(STORED DATA)
-------------------------

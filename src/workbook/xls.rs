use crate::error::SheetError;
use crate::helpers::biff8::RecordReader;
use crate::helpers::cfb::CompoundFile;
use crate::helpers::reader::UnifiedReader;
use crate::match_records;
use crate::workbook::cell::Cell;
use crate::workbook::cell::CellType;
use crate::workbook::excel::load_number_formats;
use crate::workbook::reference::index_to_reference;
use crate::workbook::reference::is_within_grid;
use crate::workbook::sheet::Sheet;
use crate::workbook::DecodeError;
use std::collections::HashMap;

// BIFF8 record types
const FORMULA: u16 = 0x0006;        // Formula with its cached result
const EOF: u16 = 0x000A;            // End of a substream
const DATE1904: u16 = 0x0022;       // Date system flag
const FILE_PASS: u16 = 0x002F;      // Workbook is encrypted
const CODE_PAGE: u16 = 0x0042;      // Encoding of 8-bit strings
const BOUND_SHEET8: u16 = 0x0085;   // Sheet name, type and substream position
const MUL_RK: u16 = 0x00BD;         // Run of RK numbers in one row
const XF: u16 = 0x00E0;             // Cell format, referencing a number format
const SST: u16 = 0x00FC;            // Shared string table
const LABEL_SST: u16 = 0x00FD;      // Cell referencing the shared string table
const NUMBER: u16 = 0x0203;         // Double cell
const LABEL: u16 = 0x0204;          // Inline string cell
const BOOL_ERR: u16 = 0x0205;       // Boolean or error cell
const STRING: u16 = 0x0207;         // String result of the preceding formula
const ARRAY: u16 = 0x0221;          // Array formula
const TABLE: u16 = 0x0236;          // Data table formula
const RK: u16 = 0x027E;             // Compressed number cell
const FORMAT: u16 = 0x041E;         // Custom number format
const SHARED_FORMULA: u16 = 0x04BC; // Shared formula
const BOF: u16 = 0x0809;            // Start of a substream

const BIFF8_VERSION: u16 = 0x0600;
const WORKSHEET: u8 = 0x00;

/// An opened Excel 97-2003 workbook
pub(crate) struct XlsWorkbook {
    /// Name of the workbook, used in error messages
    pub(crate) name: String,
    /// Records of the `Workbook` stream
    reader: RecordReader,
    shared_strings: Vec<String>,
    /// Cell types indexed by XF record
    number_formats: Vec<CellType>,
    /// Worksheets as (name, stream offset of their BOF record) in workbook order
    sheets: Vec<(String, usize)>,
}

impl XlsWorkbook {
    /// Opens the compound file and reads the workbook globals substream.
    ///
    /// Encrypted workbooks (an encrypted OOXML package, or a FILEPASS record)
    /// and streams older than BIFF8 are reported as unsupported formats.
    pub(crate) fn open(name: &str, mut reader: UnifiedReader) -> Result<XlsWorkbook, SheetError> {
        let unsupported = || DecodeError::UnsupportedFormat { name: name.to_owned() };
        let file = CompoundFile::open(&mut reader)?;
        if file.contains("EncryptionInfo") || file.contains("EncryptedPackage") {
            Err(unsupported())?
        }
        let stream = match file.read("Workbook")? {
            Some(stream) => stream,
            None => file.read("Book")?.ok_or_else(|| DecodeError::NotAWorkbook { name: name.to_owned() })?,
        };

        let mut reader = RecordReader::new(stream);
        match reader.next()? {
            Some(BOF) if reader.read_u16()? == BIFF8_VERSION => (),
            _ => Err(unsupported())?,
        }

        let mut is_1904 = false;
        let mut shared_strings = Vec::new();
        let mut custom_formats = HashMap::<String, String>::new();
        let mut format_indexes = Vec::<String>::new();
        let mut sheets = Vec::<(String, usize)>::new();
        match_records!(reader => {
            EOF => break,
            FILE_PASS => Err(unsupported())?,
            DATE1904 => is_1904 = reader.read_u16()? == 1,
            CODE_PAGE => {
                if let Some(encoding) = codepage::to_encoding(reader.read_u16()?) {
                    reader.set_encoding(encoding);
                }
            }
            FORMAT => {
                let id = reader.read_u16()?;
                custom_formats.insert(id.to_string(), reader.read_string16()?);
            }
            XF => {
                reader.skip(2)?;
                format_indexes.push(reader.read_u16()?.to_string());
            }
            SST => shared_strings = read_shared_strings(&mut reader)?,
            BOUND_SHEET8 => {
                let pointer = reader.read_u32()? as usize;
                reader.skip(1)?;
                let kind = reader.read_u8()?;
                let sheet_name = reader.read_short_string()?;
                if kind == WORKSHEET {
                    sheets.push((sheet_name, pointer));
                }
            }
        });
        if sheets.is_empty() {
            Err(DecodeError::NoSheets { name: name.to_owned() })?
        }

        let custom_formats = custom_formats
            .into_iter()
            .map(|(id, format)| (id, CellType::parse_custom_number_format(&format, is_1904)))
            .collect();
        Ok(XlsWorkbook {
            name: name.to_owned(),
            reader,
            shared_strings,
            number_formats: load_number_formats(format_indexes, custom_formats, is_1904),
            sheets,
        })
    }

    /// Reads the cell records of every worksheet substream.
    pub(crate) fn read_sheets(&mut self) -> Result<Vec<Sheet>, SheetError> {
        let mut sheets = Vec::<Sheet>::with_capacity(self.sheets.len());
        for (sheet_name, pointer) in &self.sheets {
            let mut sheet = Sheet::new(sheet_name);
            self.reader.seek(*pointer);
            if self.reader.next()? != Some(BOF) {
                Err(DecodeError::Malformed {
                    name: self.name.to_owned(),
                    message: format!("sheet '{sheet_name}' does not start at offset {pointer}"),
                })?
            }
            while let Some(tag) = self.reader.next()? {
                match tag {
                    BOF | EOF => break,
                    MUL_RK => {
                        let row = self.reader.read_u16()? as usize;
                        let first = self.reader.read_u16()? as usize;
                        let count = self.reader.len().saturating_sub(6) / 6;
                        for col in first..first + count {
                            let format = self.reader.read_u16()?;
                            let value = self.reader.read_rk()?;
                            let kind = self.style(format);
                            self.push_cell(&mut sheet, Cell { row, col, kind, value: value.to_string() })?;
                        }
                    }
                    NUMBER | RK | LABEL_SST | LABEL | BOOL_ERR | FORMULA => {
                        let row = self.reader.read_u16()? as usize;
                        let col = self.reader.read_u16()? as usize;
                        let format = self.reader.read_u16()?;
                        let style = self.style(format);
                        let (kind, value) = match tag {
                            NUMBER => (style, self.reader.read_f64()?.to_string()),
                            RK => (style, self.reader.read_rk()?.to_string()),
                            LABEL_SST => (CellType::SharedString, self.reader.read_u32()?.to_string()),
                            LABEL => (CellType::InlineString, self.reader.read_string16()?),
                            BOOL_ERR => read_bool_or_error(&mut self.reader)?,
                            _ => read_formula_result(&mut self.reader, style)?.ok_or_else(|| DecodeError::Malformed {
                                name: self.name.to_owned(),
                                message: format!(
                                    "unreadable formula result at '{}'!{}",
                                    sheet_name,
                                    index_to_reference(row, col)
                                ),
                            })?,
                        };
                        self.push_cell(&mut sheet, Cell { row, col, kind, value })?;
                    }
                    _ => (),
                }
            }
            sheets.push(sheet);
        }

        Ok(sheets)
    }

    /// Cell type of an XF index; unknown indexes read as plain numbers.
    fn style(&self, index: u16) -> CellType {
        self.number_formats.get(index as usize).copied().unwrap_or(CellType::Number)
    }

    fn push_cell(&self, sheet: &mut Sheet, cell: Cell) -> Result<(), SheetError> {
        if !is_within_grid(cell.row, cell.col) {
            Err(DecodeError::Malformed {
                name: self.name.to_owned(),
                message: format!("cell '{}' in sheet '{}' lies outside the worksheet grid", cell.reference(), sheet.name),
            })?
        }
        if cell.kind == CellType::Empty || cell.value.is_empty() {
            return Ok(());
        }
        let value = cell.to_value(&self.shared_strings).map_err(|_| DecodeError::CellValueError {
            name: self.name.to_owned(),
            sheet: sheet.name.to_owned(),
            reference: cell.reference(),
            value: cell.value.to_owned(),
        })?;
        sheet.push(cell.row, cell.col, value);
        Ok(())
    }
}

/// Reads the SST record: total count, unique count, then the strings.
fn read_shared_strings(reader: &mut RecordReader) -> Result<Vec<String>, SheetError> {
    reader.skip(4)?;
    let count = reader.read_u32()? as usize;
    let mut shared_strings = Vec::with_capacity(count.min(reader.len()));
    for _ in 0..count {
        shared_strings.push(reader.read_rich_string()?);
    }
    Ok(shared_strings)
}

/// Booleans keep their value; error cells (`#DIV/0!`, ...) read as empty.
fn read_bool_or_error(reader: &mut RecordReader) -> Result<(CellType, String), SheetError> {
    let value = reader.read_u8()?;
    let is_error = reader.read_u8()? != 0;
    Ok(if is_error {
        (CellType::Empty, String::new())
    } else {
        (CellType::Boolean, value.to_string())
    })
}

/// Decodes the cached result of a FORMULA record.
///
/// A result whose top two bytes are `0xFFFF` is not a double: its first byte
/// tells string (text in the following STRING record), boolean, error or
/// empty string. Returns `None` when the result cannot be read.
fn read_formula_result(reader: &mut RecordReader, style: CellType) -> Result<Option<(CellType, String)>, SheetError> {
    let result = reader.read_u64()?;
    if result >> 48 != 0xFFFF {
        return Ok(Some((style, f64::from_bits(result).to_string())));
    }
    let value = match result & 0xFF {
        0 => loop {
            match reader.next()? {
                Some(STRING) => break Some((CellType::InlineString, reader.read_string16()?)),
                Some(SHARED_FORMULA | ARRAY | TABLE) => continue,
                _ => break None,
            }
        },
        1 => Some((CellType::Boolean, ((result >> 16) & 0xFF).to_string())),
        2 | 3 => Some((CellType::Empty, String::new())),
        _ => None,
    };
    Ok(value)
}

-------------------------

(WORK TASK) Please copy, word for word, every line from the first line of the records through the line containing "const DATE1904: u16", with both of those lines included and nothing else.

(RESULT)
filename src/workbook/xls.rs
use crate::error::SheetError;
use crate::helpers::biff8::RecordReader;
use crate::helpers::cfb::CompoundFile;
use crate::helpers::reader::UnifiedReader;
use crate::match_records;
use crate::workbook::cell::Cell;
use crate::workbook::cell::CellType;
use crate::workbook::excel::load_number_formats;
use crate::workbook::reference::index_to_reference;
use crate::workbook::reference::is_within_grid;
use crate::workbook::sheet::Sheet;
use crate::workbook::DecodeError;
use std::collections::HashMap;

// BIFF8 record types
const FORMULA: u16 = 0x0006;        // Formula with its cached result
const EOF: u16 = 0x000A;            // End of a substream
const DATE1904: u16 = 0x0022;       // Date system flag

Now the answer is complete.